Dmitry Peskov, Putin’s spokesman, said this week that the Kremlin was not considering full mobilization but that the debate was welcome — to a point.
“Critical points of view can be considered pluralism so long as they remain within the bounds of the law,” he said. “But the line is very, very thin. One must be careful here.”
Sue for peace?
Other voices in Russia have pressed for an end to the invasion and a withdrawal of forces.
Politician Boris Nadezhdin’s comments on Russian television that the Kremlin had no chance to win and that it should emphasize peace talks made waves online this week.
“We’re now at the point when we have to understand it’s absolutely impossible to defeat Ukraine,” Nadezhdin said Sunday on state-controlled NTV, where he further slammed the Kremlin for its “colonial war methods” and use of contract soldiers and mercenaries without mobilization.
Nadezhdin told The Associated Press on Tuesday that he does not fear arrest and did not believe he violated the Russian legislation that outlawed disparaging the military or spreading “false information” about the conflict.
“There was not a single fake at all, not a single fake in what I said,” he told the news agency “There was a statement of absolutely obvious facts.”
Moscow and Kyiv entered into negotiations early in the war but failed to make substantive progress toward any peace deal. Given Putin’s territorial ambitions and Ukraine’s increasing confidence in its ability to retake lost land, any deal may require concessions neither side is willing to countenance.
The potential damage of the growing criticism for Putin is clear, with pressure both to step up the military campaign and to bring it to an end increasing.

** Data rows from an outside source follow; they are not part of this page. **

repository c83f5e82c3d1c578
pub mod reconciliation;
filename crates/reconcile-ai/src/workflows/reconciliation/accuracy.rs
//! Feedback loop: what each path predicted versus what a human confirmed.
//!
//! Outcomes are append-only and tenant-scoped. They carry prediction codes and flags
//! only, never transaction text. Statistics are derived on read from the most recent
//! window of outcomes per (tenant, decision type).

use std::collections::HashMap;
use std::path::{Path, PathBuf};
use std::sync::{Arc, RwLock};

use chrono::{DateTime, Utc};
use serde::{Deserialize, Serialize};

use super::domain::{DecisionPath, DecisionType, Prediction, TenantId};
use super::jsonl::{JsonLinesFile, ReplayError};

pub const DEFAULT_ACCURACY_WINDOW: usize = 200;
pub const DEFAULT_MIN_SAMPLES: usize = 50;
pub const DEFAULT_MARGIN_POINTS: f64 = 5.0;

/// One human correction compared against both paths' predictions.
#[derive(Debug, Clone, PartialEq, Serialize, Deserialize)]
pub struct AccuracyOutcome {
    pub tenant_id: TenantId,
    pub decision_type: DecisionType,
    pub deterministic_prediction: Prediction,
    pub secondary_prediction: Option<Prediction>,
    pub actual_outcome: Prediction,
    pub deterministic_correct: bool,
    pub secondary_correct: Option<bool>,
    pub path_used: DecisionPath,
    pub created_at: DateTime<Utc>,
}

impl AccuracyOutcome {
    /// Build an outcome, deriving the correctness flags from the predictions.
    pub fn new(
        tenant_id: TenantId,
        decision_type: DecisionType,
        deterministic_prediction: Prediction,
        secondary_prediction: Option<Prediction>,
        actual_outcome: Prediction,
        path_used: DecisionPath,
    ) -> Self {
        let deterministic_correct = deterministic_prediction == actual_outcome;
        let secondary_correct = secondary_prediction
            .as_ref()
            .map(|prediction| *prediction == actual_outcome);
        Self {
            tenant_id,
            decision_type,
            deterministic_prediction,
            secondary_prediction,
            actual_outcome,
            deterministic_correct,
            secondary_correct,
            path_used,
            created_at: Utc::now(),
        }
    }
}

/// Blending policy the tracker recommends for a tenant and decision type.
#[derive(Debug, Clone, Copy, PartialEq, Eq, Serialize, Deserialize)]
#[serde(rename_all = "SCREAMING_SNAKE_CASE")]
pub enum Recommendation {
    DeterministicPrimary,
    SecondaryPrimary,
    Hybrid,
}

impl Recommendation {
    pub const fn label(self) -> &'static str {
        match self {
            Recommendation::DeterministicPrimary => "DETERMINISTIC_PRIMARY",
            Recommendation::SecondaryPrimary => "SECONDARY_PRIMARY",
            Recommendation::Hybrid => "HYBRID",
        }
    }
}

#[derive(Debug, Clone, PartialEq, Serialize, Deserialize)]
pub struct AccuracyStats {
    /// Percentage, 0.0..=100.0.
    pub deterministic_accuracy: f64,
    /// Percentage, 0.0..=100.0.
    pub secondary_accuracy: f64,
    pub sample_size: usize,
    pub recommendation: Recommendation,
}

#[derive(Debug, Clone, Copy, PartialEq, Serialize, Deserialize)]
pub struct AccuracyConfig {
    pub window: usize,
    pub min_samples: usize,
    pub margin_points: f64,
}

impl Default for AccuracyConfig {
    fn default() -> Self {
        Self {
            window: DEFAULT_ACCURACY_WINDOW,
            min_samples: DEFAULT_MIN_SAMPLES,
            margin_points: DEFAULT_MARGIN_POINTS,
        }
    }
}

/// Pure summary over a window of outcomes.
pub fn summarize(outcomes: &[AccuracyOutcome], config: &AccuracyConfig) -> AccuracyStats {
    let sample_size = outcomes.len();
    if sample_size == 0 {
        return AccuracyStats {
            deterministic_accuracy: 0.0,
            secondary_accuracy: 0.0,
            sample_size,
            recommendation: Recommendation::Hybrid,
        };
    }

    let deterministic_hits = outcomes
        .iter()
        .filter(|outcome| outcome.deterministic_correct)
        .count();
    let secondary_hits = outcomes
        .iter()
        .filter(|outcome| outcome.secondary_correct == Some(true))
        .count();

    let deterministic_accuracy = deterministic_hits as f64 * 100.0 / sample_size as f64;
    let secondary_accuracy = secondary_hits as f64 * 100.0 / sample_size as f64;

    let recommendation = if sample_size < config.min_samples {
        Recommendation::Hybrid
    } else if secondary_accuracy > deterministic_accuracy + config.margin_points {
        Recommendation::SecondaryPrimary
    } else if deterministic_accuracy > secondary_accuracy + config.margin_points {
        Recommendation::DeterministicPrimary
    } else {
        Recommendation::Hybrid
    };

    AccuracyStats {
        deterministic_accuracy,
        secondary_accuracy,
        sample_size,
        recommendation,
    }
}

/// Append-only storage for accuracy outcomes.
pub trait AccuracyStore: Send + Sync {
    fn append(&self, outcome: AccuracyOutcome) -> Result<(), AccuracyStoreError>;
    /// Most recent outcomes for the key, oldest first, at most `limit` rows.
    fn recent(
        &self,
        tenant_id: &TenantId,
        decision_type: DecisionType,
        limit: usize,
    ) -> Result<Vec<AccuracyOutcome>, AccuracyStoreError>;
}

#[derive(Debug, thiserror::Error)]
pub enum AccuracyStoreError {
    #[error("accuracy outcome is missing a tenant scope")]
    MissingTenant,
    #[error("accuracy log io failure: {0}")]
    Io(#[from] std::io::Error),
    #[error("accuracy outcome serialization failure: {0}")]
    Serialization(#[from] serde_json::Error),
    #[error("accuracy log {path} line {line} is corrupt: {details}")]
    Corrupt {
        path: PathBuf,
        line: usize,
        details: String,
    },
}

impl AccuracyStoreError {
    fn from_replay(path: &Path, error: ReplayError) -> Self {
        match error {
            ReplayError::Io(err) => Self::Io(err),
            ReplayError::Corrupt { line, details } => Self::Corrupt {
                path: path.to_path_buf(),
                line,
                details,
            },
        }
    }
}

type OutcomeKey = (TenantId, DecisionType);

#[derive(Debug, Default)]
pub struct InMemoryAccuracyStore {
    rows: RwLock<HashMap<OutcomeKey, Vec<AccuracyOutcome>>>,
}

impl AccuracyStore for InMemoryAccuracyStore {
    fn append(&self, outcome: AccuracyOutcome) -> Result<(), AccuracyStoreError> {
        let key = (outcome.tenant_id.clone(), outcome.decision_type);
        let mut guard = self.rows.write().expect("accuracy store lock poisoned");
        guard.entry(key).or_default().push(outcome);
        Ok(())
    }

    fn recent(
        &self,
        tenant_id: &TenantId,
        decision_type: DecisionType,
        limit: usize,
    ) -> Result<Vec<AccuracyOutcome>, AccuracyStoreError> {
        let guard = self.rows.read().expect("accuracy store lock poisoned");
        let rows = guard
            .get(&(tenant_id.clone(), decision_type))
            .map(|rows| {
                let start = rows.len().saturating_sub(limit);
                rows[start..].to_vec()
            })
            .unwrap_or_default();
        Ok(rows)
    }
}

/// Durable store: one JSON object per line, synced on every append and replayed on open.
#[derive(Debug)]
pub struct JsonLinesAccuracyStore {
    log: JsonLinesFile,
    index: InMemoryAccuracyStore,
}

impl JsonLinesAccuracyStore {
    pub fn open(path: impl AsRef<Path>) -> Result<Self, AccuracyStoreError> {
        let path = path.as_ref();
        let (log, outcomes) = JsonLinesFile::open::<AccuracyOutcome>(path)
            .map_err(|err| AccuracyStoreError::from_replay(path, err))?;
        let index = InMemoryAccuracyStore::default();
        for outcome in outcomes {
            index.append(outcome)?;
        }
        Ok(Self { log, index })
    }

    /// Load an existing log for reporting. The file is never created or modified.
    pub fn snapshot(path: impl AsRef<Path>) -> Result<InMemoryAccuracyStore, AccuracyStoreError> {
        let path = path.as_ref();
        let outcomes = JsonLinesFile::read::<AccuracyOutcome>(path)
            .map_err(|err| AccuracyStoreError::from_replay(path, err))?;
        let index = InMemoryAccuracyStore::default();
        for outcome in outcomes {
            index.append(outcome)?;
        }
        Ok(index)
    }

    pub fn path(&self) -> &Path {
        self.log.path()
    }
}

impl AccuracyStore for JsonLinesAccuracyStore {
    fn append(&self, outcome: AccuracyOutcome) -> Result<(), AccuracyStoreError> {
        let line = serde_json::to_string(&outcome)?;
        self.log.append_line(&line)?;
        self.index.append(outcome)
    }

    fn recent(
        &self,
        tenant_id: &TenantId,
        decision_type: DecisionType,
        limit: usize,
    ) -> Result<Vec<AccuracyOutcome>, AccuracyStoreError> {
        self.index.recent(tenant_id, decision_type, limit)
    }
}

/// Records corrections and reports rolling accuracy per tenant and decision type.
#[derive(Clone)]
pub struct AccuracyTracker {
    store: Arc<dyn AccuracyStore>,
    config: AccuracyConfig,
}

impl AccuracyTracker {
    pub fn new(store: Arc<dyn AccuracyStore>, config: AccuracyConfig) -> Self {
        Self { store, config }
    }

    pub fn config(&self) -> &AccuracyConfig {
        &self.config
    }

    pub fn record_outcome(&self, outcome: AccuracyOutcome) -> Result<(), AccuracyStoreError> {
        if outcome.tenant_id.is_blank() {
            return Err(AccuracyStoreError::MissingTenant);
        }
        tracing::debug!(
            tenant = %outcome.tenant_id,
            decision_type = outcome.decision_type.label(),
            deterministic_correct = outcome.deterministic_correct,
            secondary_correct = ?outcome.secondary_correct,
            "recording accuracy outcome"
        );
        self.store.append(outcome)
    }

    pub fn get_accuracy(
        &self,
        tenant_id: &TenantId,
        decision_type: DecisionType,
    ) -> Result<AccuracyStats, AccuracyStoreError> {
        if tenant_id.is_blank() {
            return Err(AccuracyStoreError::MissingTenant);
        }
        let outcomes = self
            .store
            .recent(tenant_id, decision_type, self.config.window)?;
        Ok(summarize(&outcomes, &self.config))
    }
}
use serde::{Deserialize, Serialize};

pub const DEFAULT_AUTO_APPLY_THRESHOLD: u8 = 80;
pub const DEFAULT_MINIMUM_THRESHOLD: u8 = 20;
pub const DEFAULT_AMBIGUITY_FLOOR: u8 = 40;

/// Score gates shared by the scorer and the decision engine.
#[derive(Debug, Clone, Copy, PartialEq, Eq, Serialize, Deserialize)]
pub struct ScoringConfig {
    /// Confidence at or above which a decision may be applied without review.
    pub auto_apply_threshold: u8,
    /// Candidates scoring below this never reach the combiner.
    pub minimum_threshold: u8,
    /// Lower bound of the mid-confidence band.
    pub ambiguity_floor: u8,
}

impl ScoringConfig {
    pub fn is_consistent(&self) -> bool {
        self.minimum_threshold < self.ambiguity_floor
            && self.ambiguity_floor < self.auto_apply_threshold
            && self.auto_apply_threshold <= 100
    }
}

impl Default for ScoringConfig {
    fn default() -> Self {
        Self {
            auto_apply_threshold: DEFAULT_AUTO_APPLY_THRESHOLD,
            minimum_threshold: DEFAULT_MINIMUM_THRESHOLD,
            ambiguity_floor: DEFAULT_AMBIGUITY_FLOOR,
        }
    }
}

Putin even admitted Thursday after a meeting with Chinese President Xi Jinping that Xi has “questions and concerns” about the war.

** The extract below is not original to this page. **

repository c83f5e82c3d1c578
pub mod config;
pub mod error;
pub mod telemetry;
pub mod workflows;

Calls for his resignation, like the one 50 municipal deputies made in a petition this week, could indicate greater threats to Putin’s ability to hold on to power, Kimmage said, and they could mean some in Russian politics are beginning to hedge their bets and seeing cracks in his strongman veneer.

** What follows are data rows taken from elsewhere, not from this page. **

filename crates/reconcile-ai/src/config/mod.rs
use std::env;
use std::fmt;
use std::net::{IpAddr, SocketAddr};
use std::path::PathBuf;
use std::str::FromStr;
use std::time::Duration;

use crate::workflows::reconciliation::{
    AccuracyConfig, EngineConfig, ReconciliationSettings, SanitizePolicy, ScoringConfig,
    DEFAULT_LEDGER_CAPACITY,
};

/// Distinguishes runtime behavior for different stages of the service.
#[derive(Debug, Clone, Copy, PartialEq, Eq)]
pub enum AppEnvironment {
    Development,
    Test,
    Production,
}

impl AppEnvironment {
    fn from_str(value: &str) -> Self {
        match value.trim().to_ascii_lowercase().as_str() {
            "prod" | "production" => Self::Production,
            "test" | "ci" => Self::Test,
            _ => Self::Development,
        }
    }
}

/// Top-level configuration for the application.
#[derive(Debug, Clone)]
pub struct AppConfig {
    pub environment: AppEnvironment,
    pub server: ServerConfig,
    pub telemetry: TelemetryConfig,
    pub decision: DecisionConfig,
    pub secondary: SecondaryConfig,
    pub accuracy: AccuracyConfig,
    pub storage: StorageConfig,
}

impl AppConfig {
    pub fn load() -> Result<Self, ConfigError> {
        dotenvy::dotenv().ok();

        let environment = AppEnvironment::from_str(
            &env::var("APP_ENV").unwrap_or_else(|_| "development".to_string()),
        );

        let host = env::var("APP_HOST").unwrap_or_else(|_| "127.0.0.1".to_string());
        let port = env::var("APP_PORT")
            .unwrap_or_else(|_| "3000".to_string())
            .parse::<u16>()
            .map_err(|_| ConfigError::InvalidPort)?;

        let log_level = env::var("APP_LOG_LEVEL").unwrap_or_else(|_| "info".to_string());

        let scoring = ScoringConfig {
            auto_apply_threshold: parse_var("DECISION_AUTO_APPLY_THRESHOLD", 80u8)?,
            minimum_threshold: parse_var("DECISION_MIN_THRESHOLD", 20u8)?,
            ambiguity_floor: parse_var("DECISION_AMBIGUITY_FLOOR", 40u8)?,
        };
        if !scoring.is_consistent() {
            return Err(ConfigError::InvalidThresholds {
                minimum: scoring.minimum_threshold,
                ambiguity_floor: scoring.ambiguity_floor,
                auto_apply: scoring.auto_apply_threshold,
            });
        }

        let decision = DecisionConfig {
            scoring,
            high_value_ceiling_minor_units: parse_var("DECISION_HIGH_VALUE_CEILING", 1_000_000i64)?,
            max_candidates: parse_var("DECISION_MAX_CANDIDATES", 25usize)?,
        };

        let secondary = SecondaryConfig {
            endpoint: optional_var("SECONDARY_ENDPOINT"),
            api_key: optional_var("SECONDARY_API_KEY"),
            timeout: Duration::from_millis(parse_var("SECONDARY_TIMEOUT_MS", 4_000u64)?),
            max_candidates: parse_var("SECONDARY_MAX_CANDIDATES", 8usize)?,
            max_description_chars: parse_var("SECONDARY_MAX_DESCRIPTION_CHARS", 160usize)?,
        };

        let accuracy = AccuracyConfig {
            window: parse_var("ACCURACY_WINDOW", 200usize)?,
            min_samples: parse_var("ACCURACY_MIN_SAMPLES", 50usize)?,
            margin_points: parse_var("ACCURACY_MARGIN_POINTS", 5.0f64)?,
        };

        let storage = StorageConfig {
            audit_log_path: optional_var("AUDIT_LOG_PATH").map(PathBuf::from),
            accuracy_log_path: optional_var("ACCURACY_LOG_PATH").map(PathBuf::from),
            ledger_log_path: optional_var("LEDGER_LOG_PATH").map(PathBuf::from),
            ledger_capacity: parse_var("LEDGER_CAPACITY", DEFAULT_LEDGER_CAPACITY)?,
            candidates_path: optional_var("CANDIDATES_PATH").map(PathBuf::from),
            router_cache_ttl: Duration::from_secs(parse_var("ROUTER_CACHE_TTL_SECS", 60u64)?),
        };

        Ok(Self {
            environment,
            server: ServerConfig { host, port },
            telemetry: TelemetryConfig { log_level },
            decision,
            secondary,
            accuracy,
            storage,
        })
    }

    /// Engine and service settings derived from the loaded configuration.
    pub fn reconciliation_settings(&self) -> ReconciliationSettings {
        ReconciliationSettings {
            engine: EngineConfig {
                scoring: self.decision.scoring,
                high_value_ceiling_minor_units: self.decision.high_value_ceiling_minor_units,
                secondary_timeout: self.secondary.timeout,
                sanitize: SanitizePolicy {
                    max_candidates: self.secondary.max_candidates,
                    max_description_chars: self.secondary.max_description_chars,
                    ..SanitizePolicy::default()
                },
            },
            accuracy: self.accuracy,
            router_cache_ttl: self.storage.router_cache_ttl,
            max_candidates: self.decision.max_candidates,
            ..ReconciliationSettings::default()
        }
    }
}

fn parse_var<T: FromStr>(variable: &'static str, default: T) -> Result<T, ConfigError> {
    match env::var(variable) {
        Ok(raw) if !raw.trim().is_empty() => raw
            .trim()
            .parse::<T>()
            .map_err(|_| ConfigError::InvalidNumber { variable }),
        _ => Ok(default),
    }
}

fn optional_var(variable: &str) -> Option<String> {
    env::var(variable)
        .ok()
        .map(|value| value.trim().to_string())
        .filter(|value| !value.is_empty())
}

/// Settings controlling the HTTP server binding.
#[derive(Debug, Clone)]
pub struct ServerConfig {
    pub host: String,
    pub port: u16,
}

impl ServerConfig {
    pub fn socket_addr(&self) -> Result<SocketAddr, ConfigError> {
        if self.host.eq_ignore_ascii_case("localhost") {
            return Ok(SocketAddr::new(IpAddr::from([127, 0, 0, 1]), self.port));
        }

        let ip: IpAddr = self
            .host
            .parse()
            .map_err(|source| ConfigError::InvalidHost { source })?;

        Ok(SocketAddr::new(ip, self.port))
    }
}

/// Tracing controls.
#[derive(Debug, Clone)]
pub struct TelemetryConfig {
    pub log_level: String,
}

/// Thresholds and bounds for the decision engine.
#[derive(Debug, Clone, Copy)]
pub struct DecisionConfig {
    pub scoring: ScoringConfig,
    pub high_value_ceiling_minor_units: i64,
    pub max_candidates: usize,
}

/// External scorer settings. No endpoint means the secondary path is disabled.
#[derive(Debug, Clone)]
pub struct SecondaryConfig {
    pub endpoint: Option<String>,
    pub api_key: Option<String>,
    pub timeout: Duration,
    pub max_candidates: usize,
    pub max_description_chars: usize,
}

#[derive(Debug, Clone)]
pub struct StorageConfig {
    pub audit_log_path: Option<PathBuf>,
    pub accuracy_log_path: Option<PathBuf>,
    pub ledger_log_path: Option<PathBuf>,
    /// Most recent decisions kept correctable in memory.
    pub ledger_capacity: usize,
    pub candidates_path: Option<PathBuf>,
    pub router_cache_ttl: Duration,
}

#[derive(Debug)]
pub enum ConfigError {
    InvalidPort,
    InvalidHost { source: std::net::AddrParseError },
    InvalidNumber { variable: &'static str },
    InvalidThresholds {
        minimum: u8,
        ambiguity_floor: u8,
        auto_apply: u8,
    },
}

impl fmt::Display for ConfigError {
    fn fmt(&self, f: &mut fmt::Formatter<'_>) -> fmt::Result {
        match self {
            ConfigError::InvalidPort => write!(f, "APP_PORT must be a valid u16"),
            ConfigError::InvalidHost { .. } => {
                write!(f, "APP_HOST must parse to an IPv4 or IPv6 address")
            }
            ConfigError::InvalidNumber { variable } => {
                write!(f, "{variable} must be a valid number")
            }
            ConfigError::InvalidThresholds {
                minimum,
                ambiguity_floor,
                auto_apply,
            } => write!(
                f,
                "decision thresholds must satisfy min < ambiguity floor < auto-apply <= 100 \
                 (found {minimum} / {ambiguity_floor} / {auto_apply})"
            ),
        }
    }
}

impl std::error::Error for ConfigError {
    fn source(&self) -> Option<&(dyn std::error::Error + 'static)> {
        match self {
            ConfigError::InvalidHost { source } => Some(source),
            ConfigError::InvalidPort
            | ConfigError::InvalidNumber { .. }
            | ConfigError::InvalidThresholds { .. } => None,
        }
    }
}
impl<S> DecisionEngine<S>
where
    S: SecondaryInference + 'static,
{
    pub fn new(
        secondary: Arc<S>,
        router: Arc<PathRouter>,
        audit: Arc<dyn AuditLog>,
        config: EngineConfig,
    ) -> Self {
        Self {
            scorer: DeterministicScorer::new(),
            secondary,
            router,
            audit,
            config,
        }
    }

    pub fn config(&self) -> &EngineConfig {
        &self.config
    }

    pub fn router(&self) -> &Arc<PathRouter> {
        &self.router
    }

    /// Score, optionally consult the secondary path, apply thresholds, audit, return.
    pub async fn decide(
        &self,
        tenant_id: &TenantId,
        decision_type: DecisionType,
        transaction: &Transaction,
        candidates: &[Candidate],
    ) -> Result<Decision, DecisionError> {
        validate(tenant_id, decision_type, transaction, candidates)?;

        let scoring = self.config.scoring;
        let mut trail = vec![DecisionStage::CandidatesGenerated];

        let ranked = self.scorer.rank(transaction, candidates);
        for breakdown in &ranked {
            tracing::debug!(
                tenant = %tenant_id,
                transaction = %transaction.id.0,
                candidate = %breakdown.candidate_id,
                score = breakdown.total,
                "scored candidate"
            );
        }
        trail.push(DecisionStage::Scored);

        let viable = ranked
            .iter()
            .take_while(|breakdown| breakdown.total >= scoring.minimum_threshold)
            .count();
        let high_scoring = ranked
            .iter()
            .take_while(|breakdown| breakdown.total >= scoring.auto_apply_threshold)
            .count();
        let deterministic_prediction =
            Prediction::from_candidate(ranked[..viable].first().map(|top| &top.candidate_id));

        let mut outcome = if viable == 0 {
            no_match(&ranked, scoring)
        } else if high_scoring == 1 {
            fast_path(&ranked[0], scoring)
        } else {
            trail.push(DecisionStage::Ambiguous);
            let weights = self.router.get_weights(tenant_id, decision_type);
            let request = self.config.sanitize.build_request(
                tenant_id,
                decision_type,
                transaction,
                candidates,
                &ranked[..viable],
            );
            let verdict = self.consult(request).await;
            trail.push(DecisionStage::SecondaryConsulted);
            if let SecondaryVerdict::Unavailable(reason) = &verdict {
                tracing::warn!(
                    tenant = %tenant_id,
                    decision_type = decision_type.label(),
                    transaction = %transaction.id.0,
                    failure = reason.kind(),
                    error = %reason,
                    "secondary path unavailable; using deterministic score"
                );
            }
            ambiguous(&ranked[..viable], high_scoring, verdict, weights, scoring)
        };
        trail.push(DecisionStage::Combined);

        self.apply_high_value_gate(transaction, &mut outcome);
        trail.push(DecisionStage::Decided);

        let decision_path = match outcome.hybrid.source {
            ScoreSource::Hybrid => DecisionPath::Hybrid,
            ScoreSource::HeuristicOnly => DecisionPath::Deterministic,
        };
        let evidence = if ranked.is_empty() {
            vec![ScoreBreakdown::unmatched()]
        } else {
            ranked
        };

        let decision = Decision {
            id: DecisionId::generate(),
            tenant_id: tenant_id.clone(),
            decision_type,
            transaction_id: transaction.id.clone(),
            action: outcome.action,
            chosen_candidate_id: outcome.chosen,
            confidence: outcome.hybrid.value,
            reasoning: outcome.reasoning.join("; "),
            decision_path,
            hybrid: outcome.hybrid,
            evidence,
            escalation: outcome.escalation,
            deterministic_prediction,
            secondary_prediction: outcome.secondary_prediction,
            stage_trail: trail,
            created_at: Utc::now(),
        };

        for record in AuditRecord::for_decision(&decision) {
            self.audit.append(&record)?;
        }

        tracing::info!(
            decision = %decision.id,
            tenant = %decision.tenant_id,
            decision_type = decision.decision_type.label(),
            action = decision.action.label(),
            confidence = decision.confidence,
            path = decision.decision_path.label(),
            escalation = decision.escalation.map(EscalationReason::code),
            "decision recorded"
        );

        Ok(decision)
    }

    async fn consult(&self, request: SecondaryRequest) -> SecondaryVerdict {
        let timeout = self.config.secondary_timeout;
        let result =
            match tokio::time::timeout(timeout, self.secondary.resolve(request.clone())).await {
                Ok(result) => result,
                Err(_) => Err(SecondaryUnavailable::Timeout(timeout.as_millis() as u64)),
            };

        match result {
            Ok(resolution) if resolution.confidence > 100 => SecondaryVerdict::Unavailable(
                SecondaryUnavailable::Malformed(format!(
                    "confidence {} out of range",
                    resolution.confidence
                )),
            ),
            Ok(resolution) => match resolution.chosen_candidate_id.clone() {
                Some(id) if request.offers(&id) => SecondaryVerdict::Chose(resolution, id),
                Some(_) => SecondaryVerdict::Unavailable(SecondaryUnavailable::UnknownCandidate),
                None => SecondaryVerdict::NoMatch(resolution),
            },
            Err(reason) => SecondaryVerdict::Unavailable(reason),
        }
    }

    /// Last gate. Runs after every other rule and cannot be bypassed.
    fn apply_high_value_gate(&self, transaction: &Transaction, outcome: &mut Outcome) {
        let ceiling = self.config.high_value_ceiling_minor_units;
        if transaction.absolute_amount() < ceiling {
            return;
        }
        outcome.action = DecisionAction::Review;
        outcome.escalation = Some(EscalationReason::HighValue);
        outcome.reasoning.push(format!(
            "high value, requires human review (amount {} >= ceiling {})",
            transaction.absolute_amount(),
            ceiling
        ));
    }
}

“That is going to be the most interesting dynamic to watch in Russian politics in the next couple of months,” he said. “They’re doing it at some political risk, but if the Russian army truly loses, I don’t think Putin can survive that defeat.”
The nuclear option?
With his own position perhaps more vulnerable as the war shifts in Ukraine’s favor, some analysts have warned that a cornered Putin might turn to Russia’s nuclear arsenal.
Fears of a nuclear confrontation between Russia and NATO have eased since the start of the war, but analysts said a small-scale tactical strike against Ukraine could remain a possibility — especially if Putin’s prospects continue to sour.
Such a move would most likely provide limited military gains while drawing geopolitical blowback in which the situation could spiral out of the Kremlin’s control.